//! Tokenizer for condition expressions.

use logos::Logos;
use std::fmt;

/// Token type for condition expressions.
///
/// Word operators (`and`, `or`, `not`) and boolean literals are recognized
/// here rather than in the parser, so the parser only ever sees symbols.
#[derive(Debug, Clone, PartialEq)]
pub enum Token {
    /// Left parenthesis `(`.
    LParen,
    /// Right parenthesis `)`.
    RParen,
    /// `and` or `&&`.
    And,
    /// `or` or `||`.
    Or,
    /// `not` or `!`.
    Not,
    /// `==`.
    Eq,
    /// `!=`.
    NotEq,
    /// `<`.
    Lt,
    /// `<=`.
    Le,
    /// `>`.
    Gt,
    /// `>=`.
    Ge,
    /// `+`.
    Plus,
    /// `-`.
    Minus,
    /// `*`.
    Star,
    /// `/`.
    Slash,
    /// `%`.
    Percent,
    /// `true` or `false`.
    Bool(bool),
    /// Integer literal.
    Integer(i64),
    /// Floating-point literal.
    Float(f64),
    /// Single- or double-quoted string literal, quotes removed.
    Str(String),
    /// Identifier: a variable name or a story path.
    Ident(String),
}

impl fmt::Display for Token {
    fn fmt(&self, f: &mut fmt::Formatter<'_>) -> fmt::Result {
        match self {
            Token::LParen => write!(f, "("),
            Token::RParen => write!(f, ")"),
            Token::And => write!(f, "and"),
            Token::Or => write!(f, "or"),
            Token::Not => write!(f, "not"),
            Token::Eq => write!(f, "=="),
            Token::NotEq => write!(f, "!="),
            Token::Lt => write!(f, "<"),
            Token::Le => write!(f, "<="),
            Token::Gt => write!(f, ">"),
            Token::Ge => write!(f, ">="),
            Token::Plus => write!(f, "+"),
            Token::Minus => write!(f, "-"),
            Token::Star => write!(f, "*"),
            Token::Slash => write!(f, "/"),
            Token::Percent => write!(f, "%"),
            Token::Bool(b) => write!(f, "{b}"),
            Token::Integer(n) => write!(f, "{n}"),
            Token::Float(n) => write!(f, "{n}"),
            Token::Str(s) => write!(f, "\"{s}\""),
            Token::Ident(w) => write!(f, "{w}"),
        }
    }
}

/// Internal logos token, borrowing from the source until conversion.
#[derive(Logos, Debug)]
#[logos(skip r"[ \t\r\n]+")]
enum RawToken {
    #[token("(")]
    LParen,

    #[token(")")]
    RParen,

    #[token("&&")]
    AndAnd,

    #[token("||")]
    OrOr,

    #[token("==")]
    EqEq,

    #[token("!=")]
    NotEq,

    #[token("<=")]
    Le,

    #[token(">=")]
    Ge,

    #[token("<")]
    Lt,

    #[token(">")]
    Gt,

    #[token("!")]
    Bang,

    #[token("+")]
    Plus,

    #[token("-")]
    Minus,

    #[token("*")]
    Star,

    #[token("/")]
    Slash,

    #[token("%")]
    Percent,

    #[regex(r#""[^"\n]*""#)]
    DoubleStr,

    #[regex(r"'[^'\n]*'")]
    SingleStr,

    #[regex(r"[0-9]+\.[0-9]+")]
    Float,

    #[regex(r"[0-9]+")]
    Integer,

    #[regex(r"[A-Za-z_][A-Za-z0-9_]*")]
    Word,
}

/// A lexer error with source location.
#[derive(Debug, Clone)]
pub struct LexError {
    /// Byte range of the erroneous input in the source.
    pub span: std::ops::Range<usize>,
    /// Human-readable description of the lexer error.
    pub message: String,
}

/// Lex an expression into `(Token, Span)` pairs.
///
/// Lexing continues past errors so every bad character is reported.
pub fn lex(source: &str) -> (Vec<(Token, std::ops::Range<usize>)>, Vec<LexError>) {
    let mut tokens = Vec::new();
    let mut errors = Vec::new();
    let mut lexer = RawToken::lexer(source);

    while let Some(result) = lexer.next() {
        let span = lexer.span();
        match result {
            Ok(raw) => {
                let token = match raw {
                    RawToken::LParen => Token::LParen,
                    RawToken::RParen => Token::RParen,
                    RawToken::AndAnd => Token::And,
                    RawToken::OrOr => Token::Or,
                    RawToken::EqEq => Token::Eq,
                    RawToken::NotEq => Token::NotEq,
                    RawToken::Le => Token::Le,
                    RawToken::Ge => Token::Ge,
                    RawToken::Lt => Token::Lt,
                    RawToken::Gt => Token::Gt,
                    RawToken::Bang => Token::Not,
                    RawToken::Plus => Token::Plus,
                    RawToken::Minus => Token::Minus,
                    RawToken::Star => Token::Star,
                    RawToken::Slash => Token::Slash,
                    RawToken::Percent => Token::Percent,
                    RawToken::DoubleStr | RawToken::SingleStr => {
                        let slice = lexer.slice();
                        Token::Str(slice[1..slice.len() - 1].to_string())
                    }
                    RawToken::Float => match lexer.slice().parse::<f64>() {
                        Ok(n) => Token::Float(n),
                        Err(_) => {
                            errors.push(LexError {
                                span: span.clone(),
                                message: format!("invalid float literal: {}", lexer.slice()),
                            });
                            continue;
                        }
                    },
                    RawToken::Integer => match lexer.slice().parse::<i64>() {
                        Ok(n) => Token::Integer(n),
                        Err(_) => {
                            errors.push(LexError {
                                span: span.clone(),
                                message: format!("invalid integer literal: {}", lexer.slice()),
                            });
                            continue;
                        }
                    },
                    RawToken::Word => match lexer.slice() {
                        "and" => Token::And,
                        "or" => Token::Or,
                        "not" => Token::Not,
                        "true" => Token::Bool(true),
                        "false" => Token::Bool(false),
                        word => Token::Ident(word.to_string()),
                    },
                };
                tokens.push((token, span));
            }
            Err(()) => {
                errors.push(LexError {
                    span: span.clone(),
                    message: format!("unexpected character: {:?}", &source[span.clone()]),
                });
            }
        }
    }

    (tokens, errors)
}
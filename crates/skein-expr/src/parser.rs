//! Token-stream parser.

use chumsky::input::{Stream, ValueInput};
use chumsky::prelude::*;

use crate::ast::{BinaryOp, Expr, UnaryOp};
use crate::lexer::Token;
use crate::value::Value;

type Span = SimpleSpan;

/// Parse error with source span.
#[derive(Debug, Clone)]
pub struct ParseError {
    /// Byte range of the unexpected input.
    pub span: std::ops::Range<usize>,
    /// Human-readable description.
    pub message: String,
}

fn binary(op: BinaryOp, lhs: Expr, rhs: Expr) -> Expr {
    Expr::Binary(op, Box::new(lhs), Box::new(rhs))
}

/// Build the expression parser.
///
/// Binding from loosest to tightest: `or`, `and`, equality, comparison,
/// additive, multiplicative, prefix operators. All binary levels are
/// left-associative.
fn expr_parser<'a, I>() -> impl Parser<'a, I, Expr, extra::Err<Rich<'a, Token>>> + Clone
where
    I: ValueInput<'a, Token = Token, Span = Span>,
{
    recursive(|expr| {
        let literal = select! {
            Token::Bool(b) => Expr::Literal(Value::Boolean(b)),
            Token::Integer(n) => Expr::Literal(Value::Integer(n)),
            Token::Float(n) => Expr::Literal(Value::Float(n)),
            Token::Str(s) => Expr::Literal(Value::String(s)),
        }
        .labelled("literal");

        let ident = select! { Token::Ident(name) => Expr::Identifier(name) }.labelled("identifier");

        let atom = choice((
            literal,
            ident,
            expr.delimited_by(just(Token::LParen), just(Token::RParen)),
        ))
        .boxed();

        let unary = choice((
            just(Token::Not).to(UnaryOp::Not),
            just(Token::Minus).to(UnaryOp::Neg),
        ))
        .repeated()
        .foldr(atom, |op, operand| Expr::Unary(op, Box::new(operand)))
        .boxed();

        let product_op = choice((
            just(Token::Star).to(BinaryOp::Mul),
            just(Token::Slash).to(BinaryOp::Div),
            just(Token::Percent).to(BinaryOp::Rem),
        ));
        let product = unary
            .clone()
            .foldl(product_op.then(unary).repeated(), |lhs, (op, rhs)| {
                binary(op, lhs, rhs)
            })
            .boxed();

        let sum_op = choice((
            just(Token::Plus).to(BinaryOp::Add),
            just(Token::Minus).to(BinaryOp::Sub),
        ));
        let sum = product
            .clone()
            .foldl(sum_op.then(product).repeated(), |lhs, (op, rhs)| {
                binary(op, lhs, rhs)
            })
            .boxed();

        let compare_op = choice((
            just(Token::Le).to(BinaryOp::Le),
            just(Token::Ge).to(BinaryOp::Ge),
            just(Token::Lt).to(BinaryOp::Lt),
            just(Token::Gt).to(BinaryOp::Gt),
        ));
        let comparison = sum
            .clone()
            .foldl(compare_op.then(sum).repeated(), |lhs, (op, rhs)| {
                binary(op, lhs, rhs)
            })
            .boxed();

        let equality_op = choice((
            just(Token::Eq).to(BinaryOp::Eq),
            just(Token::NotEq).to(BinaryOp::NotEq),
        ));
        let equality = comparison
            .clone()
            .foldl(equality_op.then(comparison).repeated(), |lhs, (op, rhs)| {
                binary(op, lhs, rhs)
            })
            .boxed();

        let conjunction = equality
            .clone()
            .foldl(
                just(Token::And).to(BinaryOp::And).then(equality).repeated(),
                |lhs, (op, rhs)| binary(op, lhs, rhs),
            )
            .boxed();

        conjunction
            .clone()
            .foldl(
                just(Token::Or).to(BinaryOp::Or).then(conjunction).repeated(),
                |lhs, (op, rhs)| binary(op, lhs, rhs),
            )
            .labelled("expression")
    })
    .then_ignore(end())
}

/// Parse a token stream into an expression tree.
///
/// `len` is the byte length of the source, used to place end-of-input errors.
pub fn parse(tokens: &[(Token, std::ops::Range<usize>)], len: usize) -> Result<Expr, Vec<ParseError>> {
    let token_iter = tokens
        .iter()
        .map(|(tok, span)| (tok.clone(), Span::from(span.clone())));

    let eoi: Span = (len..len).into();
    let stream = Stream::from_iter(token_iter).map(eoi, |(t, s): (_, _)| (t, s));

    let (output, errors) = expr_parser().parse(stream).into_output_errors();

    match output {
        Some(expr) if errors.is_empty() => Ok(expr),
        _ => Err(errors
            .into_iter()
            .map(|e| ParseError {
                span: e.span().into_range(),
                message: e.to_string(),
            })
            .collect()),
    }
}
/// Grow the X screen to `size`, keeping its physical DPI.
fn grow_screen(display: *mut xlib::Display, current: (u32, u32), size: (u32, u32)) -> Result<()> {
    let (mut min_width, mut min_height, mut max_width, mut max_height) = (0, 0, 0, 0);
    unsafe {
        let root = xlib::XDefaultRootWindow(display);
        let status = xrandr::XRRGetScreenSizeRange(
            display,
            root,
            &mut min_width,
            &mut min_height,
            &mut max_width,
            &mut max_height,
        );
        if status == 0 {
            return Err(Error::Rejected("XRRGetScreenSizeRange failed".into()));
        }
        if size.0 as c_int > max_width || size.1 as c_int > max_height {
            return Err(Error::Rejected(format!(
                "{}x{} exceeds the maximum screen size {}x{}",
                size.0, size.1, max_width, max_height
            )));
        }

        let screen = xlib::XDefaultScreen(display);
        let width_mm = scale_mm(xlib::XDisplayWidthMM(display, screen), current.0, size.0);
        let height_mm = scale_mm(xlib::XDisplayHeightMM(display, screen), current.1, size.1);
        log::debug!(
            "Growing X screen from {}x{} to {}x{}",
            current.0,
            current.1,
            size.0,
            size.1
        );
        xrandr::XRRSetScreenSize(
            display,
            root,
            size.0 as c_int,
            size.1 as c_int,
            width_mm,
            height_mm,
        );
    }
    Ok(())
}

fn scale_mm(mm: c_int, from: u32, to: u32) -> c_int {
    if from == 0 {
        return mm;
    }
    (mm as f64 * to as f64 / from as f64).round() as c_int
}

#[cfg(test)]
mod tests {
    use super::*;
    use std::ptr::null_mut;

    fn mode_line(
        dot_clock: c_ulong,
        h_total: u32,
        v_total: u32,
        flags: c_ulong,
    ) -> xrandr::XRRModeInfo {
        xrandr::XRRModeInfo {
            id: 0x45,
            width: 1920,
            height: 1080,
            dotClock: dot_clock,
            hSyncStart: 0,
            hSyncEnd: 0,
            hTotal: h_total,
            hSkew: 0,
            vSyncStart: 0,
            vSyncEnd: 0,
            vTotal: v_total,
            name: null_mut(),
            nameLength: 0,
            modeFlags: flags,
        }
    }

    #[test]
    fn test_mode_refresh_rate() {
        // CEA 1080p60
        let mode = mode_line(148_500_000, 2200, 1125, 0);
        assert!((mode_refresh_rate(&mode) - 60.0).abs() < 1e-9);

        let interlaced = mode_line(74_250_000, 2200, 1125, RR_INTERLACE);
        assert!((mode_refresh_rate(&interlaced) - 60.0).abs() < 1e-9);

        let double_scan = mode_line(148_500_000, 2200, 1125, RR_DOUBLE_SCAN);
        assert!((mode_refresh_rate(&double_scan) - 30.0).abs() < 1e-9);

        assert_eq!(mode_refresh_rate(&mode_line(148_500_000, 0, 1125, 0)), 0.0);
    }

    #[test]
    fn test_required_screen_size() {
        // Fits already
        assert_eq!(
            required_screen_size((1920, 1080), (0, 0), (1280, 720), 1),
            (1920, 1080)
        );
        // 4K on a 1080p screen
        assert_eq!(
            required_screen_size((1920, 1080), (0, 0), (3840, 2160), 1),
            (3840, 2160)
        );
        // Second head to the right of the first
        assert_eq!(
            required_screen_size((3840, 1080), (1920, 0), (2560, 1440), 1),
            (4480, 1440)
        );
        // Portrait CRTC swaps the mode's axes
        assert_eq!(
            required_screen_size((1920, 1080), (0, 0), (1920, 1080), RR_ROTATE_90),
            (1920, 1920)
        );
    }

    #[test]
    fn test_scale_mm() {
        assert_eq!(scale_mm(508, 1920, 3840), 1016);
        assert_eq!(scale_mm(286, 1080, 2160), 572);
        assert_eq!(scale_mm(286, 0, 2160), 286);
    }

    #[test]
    fn test_x_error_is_recorded() {
        let mut event = xlib::XErrorEvent {
            type_: 0,
            display: null_mut(),
            resourceid: 0,
            serial: 0,
            error_code: 2, // BadValue
            request_code: 140,
            minor_code: 7,
        };
        take_x_error();
        unsafe { record_x_error(null_mut(), &mut event) };
        assert_eq!(take_x_error(), Some(2));
        assert_eq!(take_x_error(), None);
    }

    #[test]
    fn test_describe_interlaced() {
        let line = mode_line(74_250_000, 2200, 1125, RR_INTERLACE);
        let raw = describe(&line, &PixelEncoding::Direct32);
        assert_eq!(raw.id, ModeId(0x45));
        assert!(raw.flags.contains(MODE_INTERLACED));
        assert_eq!((raw.width, raw.height), (1920, 1080));
        assert_eq!(raw.refresh_rate, 60.0);
    }
}
//! macOS display queries via CoreGraphics, CoreVideo and IOKit.

#![allow(unused_unsafe)]

use super::ffi;
use crate::error::{Error, Result};
use crate::monitor::{DisplayId, ModeId};
use crate::provider::{
    DisplayProvider, ModeDescriptor, ModeFlags, PhysicalSize, PixelEncoding, RawMode,
    RefreshPeriod,
};
use objc2_core_foundation::{
    CFArray, CFArrayGetCount, CFArrayGetValueAtIndex, CFDictionary, CFDictionaryGetValue,
    CFRetained, CFString, CFUUID, CFUUIDCreateString, Type,
};
use objc2_core_graphics::{
    CGDirectDisplayID, CGDisplayCopyAllDisplayModes, CGDisplayCopyDisplayMode, CGDisplayIsAsleep,
    CGDisplayIsMain, CGDisplayMode, CGDisplayScreenSize, CGDisplaySetDisplayMode, CGError,
    CGGetOnlineDisplayList,
};
use std::ffi::c_void;
use std::ptr::{NonNull, null_mut};

const PRODUCT_NAME_KEY: &str = "DisplayProductName";
const NAME_LOCALE: &str = "en_US";

/// Displays reported by CoreGraphics.
#[derive(Debug, Clone, Copy, Default)]
pub struct SystemDisplays;

/// A retained `CGDisplayMode` from a mode list query.
#[derive(Debug)]
pub struct DisplayMode {
    mode: CFRetained<CGDisplayMode>,
}

impl RawMode for DisplayMode {
    #[allow(deprecated)]
    fn describe(&self) -> ModeDescriptor {
        let mode = Some(&*self.mode);
        let encoding = unsafe { CGDisplayMode::pixel_encoding(mode) }
            .map(|layout| PixelEncoding::from_io_layout(&layout.to_string()))
            .unwrap_or_else(|| PixelEncoding::Other(String::new()));

        ModeDescriptor {
            id: mode_id(&self.mode),
            flags: ModeFlags(unsafe { CGDisplayMode::io_flags(mode) }),
            encoding,
            width: unsafe { CGDisplayMode::width(mode) } as u32,
            height: unsafe { CGDisplayMode::height(mode) } as u32,
            refresh_rate: unsafe { CGDisplayMode::refresh_rate(mode) },
        }
    }
}

/// Owned `CVDisplayLink`, released on drop.
struct DisplayLink(ffi::CVDisplayLinkRef);

impl DisplayLink {
    fn new(display: CGDirectDisplayID) -> Option<Self> {
        let mut link: ffi::CVDisplayLinkRef = null_mut();
        let status = unsafe { ffi::CVDisplayLinkCreateWithCGDisplay(display, &mut link) };
        if status != ffi::CV_RETURN_SUCCESS || link.is_null() {
            log::debug!("CVDisplayLinkCreateWithCGDisplay failed: {}", status);
            return None;
        }
        Some(Self(link))
    }

    fn nominal_period(&self) -> ffi::CVTime {
        unsafe { ffi::CVDisplayLinkGetNominalOutputVideoRefreshPeriod(self.0) }
    }
}

impl Drop for DisplayLink {
    fn drop(&mut self) {
        unsafe { ffi::CVDisplayLinkRelease(self.0) };
    }
}

fn cg_id(display: DisplayId) -> CGDirectDisplayID {
    display.0 as CGDirectDisplayID
}

fn mode_id(mode: &CGDisplayMode) -> ModeId {
    let id = unsafe { CGDisplayMode::io_display_mode_id(Some(mode)) };
    ModeId(id as u32 as u64)
}

/// Look up `key` in a CF dictionary, retaining the value.
///
/// # Safety
///
/// The caller must name the CF type `T` the value actually has.
unsafe fn dictionary_value<T: Type>(
    dictionary: &CFDictionary,
    key: &CFString,
) -> Option<CFRetained<T>> {
    let key = key as *const CFString as *const c_void;
    let value = unsafe { CFDictionaryGetValue(dictionary, key) };
    NonNull::new(value as *mut T).map(|value| unsafe { CFRetained::retain(value) })
}

impl DisplayProvider for SystemDisplays {
    type Mode = DisplayMode;

    fn online_displays(&self) -> Result<Vec<DisplayId>> {
        let mut count: u32 = 0;
        let status = unsafe { CGGetOnlineDisplayList(0, null_mut(), &mut count) };
        if status != CGError::Success {
            return Err(Error::EnumerationUnavailable(format!(
                "CGGetOnlineDisplayList failed: {:?}",
                status
            )));
        }

        let mut displays: Vec<CGDirectDisplayID> = vec![0; count as usize];
        let status =
            unsafe { CGGetOnlineDisplayList(count, displays.as_mut_ptr(), &mut count) };
        if status != CGError::Success {
            return Err(Error::EnumerationUnavailable(format!(
                "CGGetOnlineDisplayList failed: {:?}",
                status
            )));
        }
        displays.truncate(count as usize);

        Ok(displays
            .into_iter()
            .map(|display| DisplayId(display as u64))
            .collect())
    }

    fn is_asleep(&self, display: DisplayId) -> bool {
        unsafe { CGDisplayIsAsleep(cg_id(display)) }
    }

    fn name(&self, display: DisplayId) -> Option<String> {
        let port = unsafe { ffi::CGDisplayIOServicePort(cg_id(display)) };
        let info = unsafe {
            ffi::IODisplayCreateInfoDictionary(port, ffi::IO_DISPLAY_ONLY_PREFERRED_NAME)
        };
        // Create rule: we own `info`
        let info: CFRetained<CFDictionary> =
            unsafe { CFRetained::from_raw(NonNull::new(info as *mut CFDictionary)?) };

        let names: CFRetained<CFDictionary> =
            unsafe { dictionary_value(&info, &CFString::from_str(PRODUCT_NAME_KEY)) }?;
        let name: CFRetained<CFString> =
            unsafe { dictionary_value(&names, &CFString::from_str(NAME_LOCALE)) }?;
        Some(name.to_string())
    }

    fn uuid(&self, display: DisplayId) -> Option<String> {
        let uuid = unsafe { ffi::CGDisplayCreateUUIDFromDisplayID(cg_id(display)) };
        let uuid: CFRetained<CFUUID> =
            unsafe { CFRetained::from_raw(NonNull::new(uuid as *mut CFUUID)?) };
        let string = unsafe { CFUUIDCreateString(None, Some(&*uuid)) }?;
        Some(string.to_string())
    }

    fn physical_size(&self, display: DisplayId) -> PhysicalSize {
        let size = unsafe { CGDisplayScreenSize(cg_id(display)) };
        PhysicalSize {
            width_mm: size.width as f64,
            height_mm: size.height as f64,
        }
    }

    fn is_primary(&self, display: DisplayId) -> bool {
        unsafe { CGDisplayIsMain(cg_id(display)) }
    }

    fn current_mode_id(&self, display: DisplayId) -> Option<ModeId> {
        unsafe { CGDisplayCopyDisplayMode(cg_id(display)) }.map(|mode| mode_id(&mode))
    }

    fn modes(&self, display: DisplayId) -> Result<Vec<DisplayMode>> {
        let modes: CFRetained<CFArray> = unsafe {
            CGDisplayCopyAllDisplayModes(cg_id(display), None)
        }
        .ok_or_else(|| {
            Error::Platform(format!(
                "CGDisplayCopyAllDisplayModes returned nothing for display {}",
                display.0
            ))
        })?;

        let count = unsafe { CFArrayGetCount(&modes) };
        let mut out = Vec::with_capacity(count.max(0) as usize);
        for index in 0..count {
            let value = unsafe { CFArrayGetValueAtIndex(&modes, index) };
            // Get rule: retain so the mode outlives the array
            if let Some(mode) = NonNull::new(value as *mut CGDisplayMode) {
                out.push(DisplayMode {
                    mode: unsafe { CFRetained::retain(mode) },
                });
            }
        }
        Ok(out)
    }

    fn nominal_refresh_period(&self, display: DisplayId) -> Option<RefreshPeriod> {
        let link = DisplayLink::new(cg_id(display))?;
        let time = link.nominal_period();
        Some(RefreshPeriod {
            time_value: time.time_value,
            time_scale: time.time_scale,
            indefinite: time.flags & ffi::CV_TIME_IS_INDEFINITE != 0,
        })
    }

    fn set_mode(&self, display: DisplayId, mode: &DisplayMode) -> Result<()> {
        let status =
            unsafe { CGDisplaySetDisplayMode(cg_id(display), Some(&*mode.mode), None) };
        if status != CGError::Success {
            return Err(Error::Rejected(format!(
                "CGDisplaySetDisplayMode failed: {:?}",
                status
            )));
        }
        Ok(())
    }
}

## Task
Copy every line above that holds the word "push".

## Exercise answer
                            errors.push(LexError {
                            errors.push(LexError {
                tokens.push((token, span));
                errors.push(LexError {
                out.push(DisplayMode {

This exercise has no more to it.